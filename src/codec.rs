//! Newline-delimited JSON framing for the RPC transport.
//!
//! One frame per line. The codec is generic over the inbound and outbound
//! types so the same implementation frames `Request`s on the server side
//! and `Response`s on the client side.
//!
//! A frame longer than [`MAX_FRAME_LENGTH`] is a protocol error and fatal
//! for the connection: unlike a chat stream there is no recoverable
//! position after an overflow, and session teardown is the failure policy
//! anyway.

use std::marker::PhantomData;

use bytes::{Buf, BufMut, BytesMut};
use serde::de::DeserializeOwned;
use serde::Serialize;
use tokio_util::codec::{Decoder, Encoder};

/// Maximum frame length in bytes, newline excluded.
pub const MAX_FRAME_LENGTH: usize = 64 * 1024;

/// Codec error: an oversized or malformed frame, or an I/O error.
#[derive(Debug, thiserror::Error)]
pub enum CodecError {
    #[error("frame exceeds maximum length ({MAX_FRAME_LENGTH} bytes)")]
    FrameTooLong,
    #[error("malformed frame: {0}")]
    Json(#[from] serde_json::Error),
    #[error(transparent)]
    Io(#[from] std::io::Error),
}

/// Frames `\n`-terminated JSON: decodes `In`, encodes `Out`.
#[derive(Debug)]
pub struct JsonLines<In, Out> {
    _marker: PhantomData<fn() -> (In, Out)>,
}

impl<In, Out> Default for JsonLines<In, Out> {
    fn default() -> Self {
        Self {
            _marker: PhantomData,
        }
    }
}

impl<In: DeserializeOwned, Out> Decoder for JsonLines<In, Out> {
    type Item = In;
    type Error = CodecError;

    fn decode(&mut self, src: &mut BytesMut) -> Result<Option<In>, CodecError> {
        match src.iter().position(|&b| b == b'\n') {
            Some(pos) if pos > MAX_FRAME_LENGTH => Err(CodecError::FrameTooLong),
            Some(pos) => {
                let line = src.split_to(pos);
                src.advance(1); // the newline
                Ok(Some(serde_json::from_slice(&line)?))
            }
            None if src.len() > MAX_FRAME_LENGTH => Err(CodecError::FrameTooLong),
            None => Ok(None),
        }
    }
}

impl<In, Out: Serialize> Encoder<Out> for JsonLines<In, Out> {
    type Error = CodecError;

    fn encode(&mut self, item: Out, dst: &mut BytesMut) -> Result<(), CodecError> {
        let json = serde_json::to_vec(&item)?;
        dst.reserve(json.len() + 1);
        dst.put_slice(&json);
        dst.put_u8(b'\n');
        Ok(())
    }
}

#[cfg(test)]
mod tests {
    use super::*;
    use crate::wire::{Request, Response};

    type ServerSide = JsonLines<Request, Response>;

    #[test]
    fn decode_complete_frame() {
        let mut codec = ServerSide::default();
        let mut buf = BytesMut::from(&br#"{"op":"ping"}
"#[..]);
        let req = codec.decode(&mut buf).unwrap().unwrap();
        assert_eq!(req, Request::Ping);
        assert!(buf.is_empty());
    }

    #[test]
    fn decode_partial_then_complete() {
        let mut codec = ServerSide::default();
        let mut buf = BytesMut::from(&br#"{"op":"ge"#[..]);
        assert!(codec.decode(&mut buf).unwrap().is_none());

        buf.extend_from_slice(b"t_id\"}\n");
        let req = codec.decode(&mut buf).unwrap().unwrap();
        assert_eq!(req, Request::GetId);
    }

    #[test]
    fn decode_two_frames_in_one_read() {
        let mut codec = ServerSide::default();
        let mut buf = BytesMut::from(
            &b"{\"op\":\"ping\"}\n{\"op\":\"receive_token\"}\n"[..],
        );
        assert_eq!(codec.decode(&mut buf).unwrap(), Some(Request::Ping));
        assert_eq!(
            codec.decode(&mut buf).unwrap(),
            Some(Request::ReceiveToken)
        );
        assert!(buf.is_empty());
    }

    #[test]
    fn decode_garbage_is_an_error() {
        let mut codec = ServerSide::default();
        let mut buf = BytesMut::from(&b"not json\n"[..]);
        assert!(matches!(
            codec.decode(&mut buf),
            Err(CodecError::Json(_))
        ));
    }

    #[test]
    fn oversized_frame_is_fatal() {
        let mut codec = ServerSide::default();
        let mut buf = BytesMut::from(vec![b'a'; MAX_FRAME_LENGTH + 10].as_slice());
        assert!(matches!(
            codec.decode(&mut buf),
            Err(CodecError::FrameTooLong)
        ));
    }

    #[test]
    fn encode_appends_newline() {
        let mut codec = ServerSide::default();
        let mut buf = BytesMut::new();
        codec
            .encode(Response::Bool { value: true }, &mut buf)
            .unwrap();
        assert_eq!(&buf[..], b"{\"result\":\"bool\",\"value\":true}\n");
    }

    #[test]
    fn round_trip_through_both_directions() {
        let mut server = ServerSide::default();
        let mut client = JsonLines::<Response, Request>::default();

        let mut wire = BytesMut::new();
        client
            .encode(
                Request::ProposeMatch {
                    proposer_id: "10.0.0.7:5001".into(),
                },
                &mut wire,
            )
            .unwrap();
        let req = server.decode(&mut wire).unwrap().unwrap();
        assert_eq!(
            req,
            Request::ProposeMatch {
                proposer_id: "10.0.0.7:5001".into()
            }
        );

        let mut wire = BytesMut::new();
        server
            .encode(Response::Bool { value: false }, &mut wire)
            .unwrap();
        let resp = client.decode(&mut wire).unwrap().unwrap();
        assert_eq!(resp, Response::Bool { value: false });
    }
}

About this task: Reproduce each of the records word for word.

Reply:
filename src/codec.rs
//! Newline-delimited JSON framing for the RPC transport.
//!
//! One frame per line. The codec is generic over the inbound and outbound
//! types so the same implementation frames `Request`s on the server side
//! and `Response`s on the client side.
//!
//! A frame longer than [`MAX_FRAME_LENGTH`] is a protocol error and fatal
//! for the connection: unlike a chat stream there is no recoverable
//! position after an overflow, and session teardown is the failure policy
//! anyway.

use std::marker::PhantomData;

use bytes::{Buf, BufMut, BytesMut};
use serde::de::DeserializeOwned;
use serde::Serialize;
use tokio_util::codec::{Decoder, Encoder};

/// Maximum frame length in bytes, newline excluded.
pub const MAX_FRAME_LENGTH: usize = 64 * 1024;

/// Codec error: an oversized or malformed frame, or an I/O error.
#[derive(Debug, thiserror::Error)]
pub enum CodecError {
    #[error("frame exceeds maximum length ({MAX_FRAME_LENGTH} bytes)")]
    FrameTooLong,
    #[error("malformed frame: {0}")]
    Json(#[from] serde_json::Error),
    #[error(transparent)]
    Io(#[from] std::io::Error),
}

/// Frames `\n`-terminated JSON: decodes `In`, encodes `Out`.
#[derive(Debug)]
pub struct JsonLines<In, Out> {
    _marker: PhantomData<fn() -> (In, Out)>,
}

impl<In, Out> Default for JsonLines<In, Out> {
    fn default() -> Self {
        Self {
            _marker: PhantomData,
        }
    }
}

impl<In: DeserializeOwned, Out> Decoder for JsonLines<In, Out> {
    type Item = In;
    type Error = CodecError;

    fn decode(&mut self, src: &mut BytesMut) -> Result<Option<In>, CodecError> {
        match src.iter().position(|&b| b == b'\n') {
            Some(pos) if pos > MAX_FRAME_LENGTH => Err(CodecError::FrameTooLong),
            Some(pos) => {
                let line = src.split_to(pos);
                src.advance(1); // the newline
                Ok(Some(serde_json::from_slice(&line)?))
            }
            None if src.len() > MAX_FRAME_LENGTH => Err(CodecError::FrameTooLong),
            None => Ok(None),
        }
    }
}

impl<In, Out: Serialize> Encoder<Out> for JsonLines<In, Out> {
    type Error = CodecError;

    fn encode(&mut self, item: Out, dst: &mut BytesMut) -> Result<(), CodecError> {
        let json = serde_json::to_vec(&item)?;
        dst.reserve(json.len() + 1);
        dst.put_slice(&json);
        dst.put_u8(b'\n');
        Ok(())
    }
}

#[cfg(test)]
mod tests {
    use super::*;
    use crate::wire::{Request, Response};

    type ServerSide = JsonLines<Request, Response>;

    #[test]
    fn decode_complete_frame() {
        let mut codec = ServerSide::default();
        let mut buf = BytesMut::from(&br#"{"op":"ping"}
"#[..]);
        let req = codec.decode(&mut buf).unwrap().unwrap();
        assert_eq!(req, Request::Ping);
        assert!(buf.is_empty());
    }

    #[test]
    fn decode_partial_then_complete() {
        let mut codec = ServerSide::default();
        let mut buf = BytesMut::from(&br#"{"op":"ge"#[..]);
        assert!(codec.decode(&mut buf).unwrap().is_none());

        buf.extend_from_slice(b"t_id\"}\n");
        let req = codec.decode(&mut buf).unwrap().unwrap();
        assert_eq!(req, Request::GetId);
    }

    #[test]
    fn decode_two_frames_in_one_read() {
        let mut codec = ServerSide::default();
        let mut buf = BytesMut::from(
            &b"{\"op\":\"ping\"}\n{\"op\":\"receive_token\"}\n"[..],
        );
        assert_eq!(codec.decode(&mut buf).unwrap(), Some(Request::Ping));
        assert_eq!(
            codec.decode(&mut buf).unwrap(),
            Some(Request::ReceiveToken)
        );
        assert!(buf.is_empty());
    }

    #[test]
    fn decode_garbage_is_an_error() {
        let mut codec = ServerSide::default();
        let mut buf = BytesMut::from(&b"not json\n"[..]);
        assert!(matches!(
            codec.decode(&mut buf),
            Err(CodecError::Json(_))
        ));
    }

    #[test]
    fn oversized_frame_is_fatal() {
        let mut codec = ServerSide::default();
        let mut buf = BytesMut::from(vec![b'a'; MAX_FRAME_LENGTH + 10].as_slice());
        assert!(matches!(
            codec.decode(&mut buf),
            Err(CodecError::FrameTooLong)
        ));
    }

    #[test]
    fn encode_appends_newline() {
        let mut codec = ServerSide::default();
        let mut buf = BytesMut::new();
        codec
            .encode(Response::Bool { value: true }, &mut buf)
            .unwrap();
        assert_eq!(&buf[..], b"{\"result\":\"bool\",\"value\":true}\n");
    }

    #[test]
    fn round_trip_through_both_directions() {
        let mut server = ServerSide::default();
        let mut client = JsonLines::<Response, Request>::default();

        let mut wire = BytesMut::new();
        client
            .encode(
                Request::ProposeMatch {
                    proposer_id: "10.0.0.7:5001".into(),
                },
                &mut wire,
            )
            .unwrap();
        let req = server.decode(&mut wire).unwrap().unwrap();
        assert_eq!(
            req,
            Request::ProposeMatch {
                proposer_id: "10.0.0.7:5001".into()
            }
        );

        let mut wire = BytesMut::new();
        server
            .encode(Response::Bool { value: false }, &mut wire)
            .unwrap();
        let resp = client.decode(&mut wire).unwrap().unwrap();
        assert_eq!(resp, Response::Bool { value: false });
    }
}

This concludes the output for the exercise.